◆ Exercise ◆
Provide only the number of lines in the records below that include "navigation".

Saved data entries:
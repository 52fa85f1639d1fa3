//! Login, registration and logout.
//!
//! A successful login stores the token and the profile fetched with it, then
//! sends the user to the catalog. Registration creates the account and logs
//! in with the same credentials.

use api::ApiError;
use store::{NewUser, SessionProvider, User};

use crate::navigation::{Navigator, Route};
use crate::service::AuthApi;

pub const INVALID_CREDENTIALS: &str = "Invalid username or password. Please try again.";
pub const REGISTRATION_FAILED: &str = "Registration failed. Please try again.";

#[derive(Debug, thiserror::Error)]
pub enum AuthError {
    #[error("Invalid username or password. Please try again.")]
    InvalidCredentials,
    #[error("{0}")]
    Registration(String),
}

pub struct AuthFlow<A, S, N> {
    api: A,
    session: S,
    navigator: N,
}

impl<A, S, N> AuthFlow<A, S, N>
where
    A: AuthApi,
    S: SessionProvider,
    N: Navigator,
{
    pub fn new(api: A, session: S, navigator: N) -> Self {
        Self {
            api,
            session,
            navigator,
        }
    }

    /// User of the stored session, if any.
    pub fn current_user(&self) -> Option<User> {
        self.session.get_session().map(|s| s.user)
    }

    /// Skip the login screen when a session already exists.
    pub fn redirect_if_authenticated(&self) -> bool {
        if self.session.is_authenticated() {
            self.navigator.navigate(Route::Catalog);
            true
        } else {
            false
        }
    }

    pub async fn login(&self, username: &str, password: &str) -> Result<User, AuthError> {
        let user = self.sign_in(username, password).await.map_err(|e| {
            tracing::warn!("Login for {} failed: {}", username, e);
            AuthError::InvalidCredentials
        })?;
        self.navigator.navigate(Route::Catalog);
        Ok(user)
    }

    pub async fn register(&self, new_user: &NewUser) -> Result<User, AuthError> {
        self.api.register(new_user).await.map_err(|e| {
            tracing::warn!("Registration of {} failed: {}", new_user.username, e);
            match e {
                ApiError::RequestFailed { message, .. } if !message.is_empty() => {
                    AuthError::Registration(message)
                }
                _ => AuthError::Registration(REGISTRATION_FAILED.to_string()),
            }
        })?;
        tracing::info!("Registered {}", new_user.username);
        self.login(&new_user.username, &new_user.password).await
    }

    pub fn logout(&self) {
        self.session.clear_session();
        self.navigator.navigate(Route::Login);
    }

    async fn sign_in(&self, username: &str, password: &str) -> Result<User, ApiError> {
        let token = self.api.login(username, password).await?;
        let user = self.api.current_user_with_token(&token.access_token).await?;
        self.session.set_session(&token.access_token, &user);
        tracing::info!("Signed in as {}", user.username);
        Ok(user)
    }
}

#[cfg(test)]
mod tests {
    use super::*;
    use crate::navigation::RecordingNavigator;
    use crate::testing::{FakeApi, Failure};
    use store::{MemoryStore, SessionStore};

    fn new_user(username: &str) -> NewUser {
        NewUser {
            username: username.to_string(),
            email: Some(format!("{username}@example.com")),
            full_name: Some("New User".to_string()),
            password: "correct".to_string(),
        }
    }

    #[tokio::test]
    async fn test_login_sets_session_and_redirects() {
        let api = FakeApi::default();
        let sessions = SessionStore::new(MemoryStore::new());
        let nav = RecordingNavigator::new();
        let flow = AuthFlow::new(&api, &sessions, &nav);

        let user = flow.login("alice", "correct").await.unwrap();
        assert_eq!(user.username, "alice");

        let session = sessions.get_session().unwrap();
        assert_eq!(session.token, "alice-token");
        assert_eq!(session.user.username, "alice");
        assert_eq!(nav.routes(), vec![Route::Catalog]);
        assert_eq!(api.calls.borrow().as_slice(), &["token", "users/me"]);
    }

    #[tokio::test]
    async fn test_wrong_password() {
        let api = FakeApi::default();
        let sessions = SessionStore::new(MemoryStore::new());
        let nav = RecordingNavigator::new();
        let flow = AuthFlow::new(&api, &sessions, &nav);

        let err = flow.login("alice", "wrong").await.unwrap_err();
        assert!(matches!(err, AuthError::InvalidCredentials));
        assert_eq!(err.to_string(), INVALID_CREDENTIALS);
        assert!(sessions.get_session().is_none());
        assert!(nav.routes().is_empty());
    }

    #[tokio::test]
    async fn test_profile_failure_stores_nothing() {
        let api = FakeApi::default();
        api.fail("users/me", Failure::Server);
        let sessions = SessionStore::new(MemoryStore::new());
        let nav = RecordingNavigator::new();
        let flow = AuthFlow::new(&api, &sessions, &nav);

        assert!(flow.login("alice", "correct").await.is_err());
        assert!(sessions.get_session().is_none());
    }

    #[tokio::test]
    async fn test_register_then_login() {
        let api = FakeApi::default();
        let sessions = SessionStore::new(MemoryStore::new());
        let nav = RecordingNavigator::new();
        let flow = AuthFlow::new(&api, &sessions, &nav);

        let user = flow.register(&new_user("bob")).await.unwrap();
        assert_eq!(user.username, "bob");
        assert_eq!(sessions.get_session().unwrap().token, "bob-token");
        assert_eq!(nav.last(), Some(Route::Catalog));
    }

    #[tokio::test]
    async fn test_register_surfaces_server_detail() {
        let api = FakeApi::default();
        let sessions = SessionStore::new(MemoryStore::new());
        let nav = RecordingNavigator::new();
        let flow = AuthFlow::new(&api, &sessions, &nav);

        let err = flow.register(&new_user("alice")).await.unwrap_err();
        assert_eq!(err.to_string(), "Username already registered");

        api.fail("register", Failure::Expired);
        let err = flow.register(&new_user("carol")).await.unwrap_err();
        assert_eq!(err.to_string(), REGISTRATION_FAILED);
        assert!(sessions.get_session().is_none());
    }

    #[tokio::test]
    async fn test_redirect_if_authenticated_and_logout() {
        let api = FakeApi::default();
        let sessions = SessionStore::new(MemoryStore::new());
        let nav = RecordingNavigator::new();
        let flow = AuthFlow::new(&api, &sessions, &nav);

        assert!(!flow.redirect_if_authenticated());
        flow.login("alice", "correct").await.unwrap();
        assert!(flow.redirect_if_authenticated());
        assert_eq!(flow.current_user().unwrap().username, "alice");

        flow.logout();
        assert!(sessions.get_session().is_none());
        assert!(flow.current_user().is_none());
        assert_eq!(nav.last(), Some(Route::Login));
    }
}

◆ Answer box ◆
2